What is needed:
Answer with a number only, giving how many lines in the data below include "modules".

Entries provided:

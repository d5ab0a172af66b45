//! # Boarding
//!
//! The data layer of a school administration app: reference collections,
//! guardians, staff, teachers and students, each held in an in-memory store
//! behind a generic paginated repository with simulated network latency.
//!
//! ## Architecture
//!
//! ```text
//! src/
//! ├── entity.rs        # The Entity trait every stored type implements
//! ├── store.rs         # Newest-first in-memory store and id sequence
//! ├── repository.rs    # list / get / create / update / delete / dropdown
//! ├── latency.rs       # Simulated per-operation latency with jitter
//! ├── populate.rs      # Foreign-key → {id, name} resolution for detail views
//! ├── container.rs     # View state with stale-response discard
//! ├── changes.rs       # Changed-field diffing for edit forms
//! ├── fixtures.rs      # Seed data
//! ├── state.rs         # AppState: every service over its own store
//! ├── logging.rs       # tracing subscriber setup
//! ├── metrics.rs       # Operation counters
//! └── modules/
//!     ├── general/     # Reference entities and guardians
//!     ├── employees/   # Staff and teachers
//!     └── students/    # Students
//! ```
//!
//! Shared types live in the workspace crates: `boarding-core` (errors,
//! pagination, validation), `boarding-models` (entities and DTOs) and
//! `boarding-config` (environment configuration).
//!
//! ## Example
//!
//! ```ignore
//! use boarding::state::init_app_state;
//! use boarding_config::AppConfig;
//! use boarding_core::ListQuery;
//!
//! let state = init_app_state(AppConfig::load())?;
//! let page = state.general.blood_groups.list(ListQuery::default()).await?;
//! assert_eq!(page.total, 8);
//! ```

pub mod changes;
pub mod container;
pub mod entity;
pub mod fixtures;
pub mod latency;
pub mod logging;
pub mod metrics;
pub mod modules;
pub mod populate;
pub mod repository;
pub mod state;
pub mod store;
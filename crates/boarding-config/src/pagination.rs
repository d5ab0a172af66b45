use crate::env_or;

/// Page-size bounds applied by every repository `list`.
///
/// - `PAGINATION_DEFAULT_LIMIT`: limit used when a caller passes none (default: 10)
/// - `PAGINATION_MAX_LIMIT`: ceiling for caller-supplied limits (default: 100)
#[derive(Clone, Debug, PartialEq, Eq)]
pub struct PaginationConfig {
    pub default_limit: i64,
    pub max_limit: i64,
}

impl Default for PaginationConfig {
    fn default() -> Self {
        Self {
            default_limit: 10,
            max_limit: 100,
        }
    }
}

impl PaginationConfig {
    /// Reads the bounds from the environment. The default limit never
    /// exceeds the maximum, and both are at least 1.
    #[must_use]
    pub fn from_env() -> Self {
        let defaults = Self::default();
        let max_limit = env_or("PAGINATION_MAX_LIMIT", defaults.max_limit).max(1);
        let default_limit = env_or("PAGINATION_DEFAULT_LIMIT", defaults.default_limit).clamp(1, max_limit);
        Self {
            default_limit,
            max_limit,
        }
    }
}
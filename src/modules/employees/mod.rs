//! Employees module.
//!
//! Staff members and teachers share one profile and one service type,
//! parameterized by the entity.

pub mod model;
pub mod service;

pub use service::{EmployeeService, StaffService, TeacherService};
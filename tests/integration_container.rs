mod common;

use std::time::Duration;

use boarding::container::{LoadStatus, StateContainer};
use boarding::fixtures::Fixtures;
use boarding::latency::Latency;
use boarding::repository::Repository;
use boarding::store::InMemoryStore;
use boarding_config::{LatencyConfig, PaginationConfig};
use boarding_models::{Guardian, GuardianFilterParams};
use common::{guardian_dto, test_state};

type GuardianView = StateContainer<Guardian, GuardianFilterParams>;

fn search(term: &str) -> GuardianFilterParams {
    GuardianFilterParams {
        search: Some(term.to_string()),
    }
}

#[tokio::test]
async fn test_fetch_loads_first_page() {
    let state = test_state();
    let repository = &state.general.guardians;
    let view = GuardianView::new("guardian", "guardians");

    assert!(view.fetch(|query| repository.list(query)).await);

    let snapshot = view.snapshot();
    assert_eq!(snapshot.status, LoadStatus::Succeeded);
    assert_eq!(snapshot.items.len(), 2);
    assert_eq!(snapshot.pagination.total, 2);
    assert!(snapshot.error.is_none());
}

#[tokio::test]
async fn test_older_response_is_discarded() {
    let state = test_state();
    let repository = &state.general.guardians;
    let view = GuardianView::new("guardian", "guardians");

    let first = view.begin_fetch();
    view.set_filters(search("nahar"));
    let second = view.begin_fetch();

    let newer = repository.list(second.query.clone()).await;
    let older = repository.list(first.query.clone()).await;

    assert!(view.complete_fetch(second, newer));
    assert!(!view.complete_fetch(first, older));

    let snapshot = view.snapshot();
    assert_eq!(snapshot.items.len(), 1);
    assert_eq!(snapshot.items[0].name, "Shamsun Nahar");
    assert_eq!(snapshot.status, LoadStatus::Succeeded);
}

#[tokio::test(start_paused = true)]
async fn test_slow_response_loses_to_later_filter() {
    let fixtures = Fixtures::load().unwrap();
    let repository = Repository::new(
        InMemoryStore::seeded(fixtures.guardians),
        Latency::new(LatencyConfig::deterministic()),
        PaginationConfig::default(),
    );
    let view = GuardianView::new("guardian", "guardians");
    let repo = &repository;

    let (slow, fast) = tokio::join!(
        view.fetch(move |query| async move {
            tokio::time::sleep(Duration::from_millis(500)).await;
            repo.list(query).await
        }),
        view.apply_filters(search("karim"), move |query| repo.list(query)),
    );

    assert!(!slow);
    assert!(fast);
    let snapshot = view.snapshot();
    assert_eq!(snapshot.items.len(), 1);
    assert_eq!(snapshot.items[0].name, "Abdul Karim");
    assert_eq!(snapshot.filters, search("karim"));
}

#[tokio::test]
async fn test_filter_change_resets_page() {
    let state = test_state();
    let repository = &state.general.guardians;
    let view = GuardianView::new("guardian", "guardians");
    view.set_limit(1);

    assert!(view.go_to_page(2, |query| repository.list(query)).await);
    assert_eq!(view.snapshot().pagination.page, 2);

    assert!(view.apply_filters(search("a"), |query| repository.list(query)).await);

    let snapshot = view.snapshot();
    assert_eq!(snapshot.pagination.page, 1);
    assert_eq!(snapshot.pagination.limit, 1);
    assert_eq!(snapshot.pagination.total_pages, 2);
}

#[tokio::test]
async fn test_mutations_update_the_view() {
    let state = test_state();
    let repository = &state.general.guardians;
    let view = GuardianView::new("guardian", "guardians");
    view.fetch(|query| repository.list(query)).await;

    let created = view
        .run_create(repository.create(guardian_dto("Rafiq Ahmed")))
        .await
        .unwrap();
    let snapshot = view.snapshot();
    assert_eq!(snapshot.items[0].id, created.id);
    assert_eq!(snapshot.pagination.total, 3);

    view.run_select(repository.get_by_id(created.id.as_str()))
        .await
        .unwrap();
    view.run_delete(created.id.as_str(), repository.delete(created.id.as_str()))
        .await
        .unwrap();

    let snapshot = view.snapshot();
    assert_eq!(snapshot.items.len(), 2);
    assert_eq!(snapshot.pagination.total, 2);
    assert!(snapshot.selected.is_none());
}

#[tokio::test]
async fn test_failed_get_reports_not_found() {
    let state = test_state();
    let repository = &state.general.guardians;
    let view = GuardianView::new("guardian", "guardians");
    view.fetch(|query| repository.list(query)).await;

    let result = view.run_select(repository.get_by_id("gdn404")).await;

    assert!(result.is_err());
    let snapshot = view.snapshot();
    assert_eq!(snapshot.status, LoadStatus::Failed);
    assert_eq!(snapshot.error.as_deref(), Some("Guardian not found"));
    assert_eq!(snapshot.items.len(), 2);
}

Response to this task:
3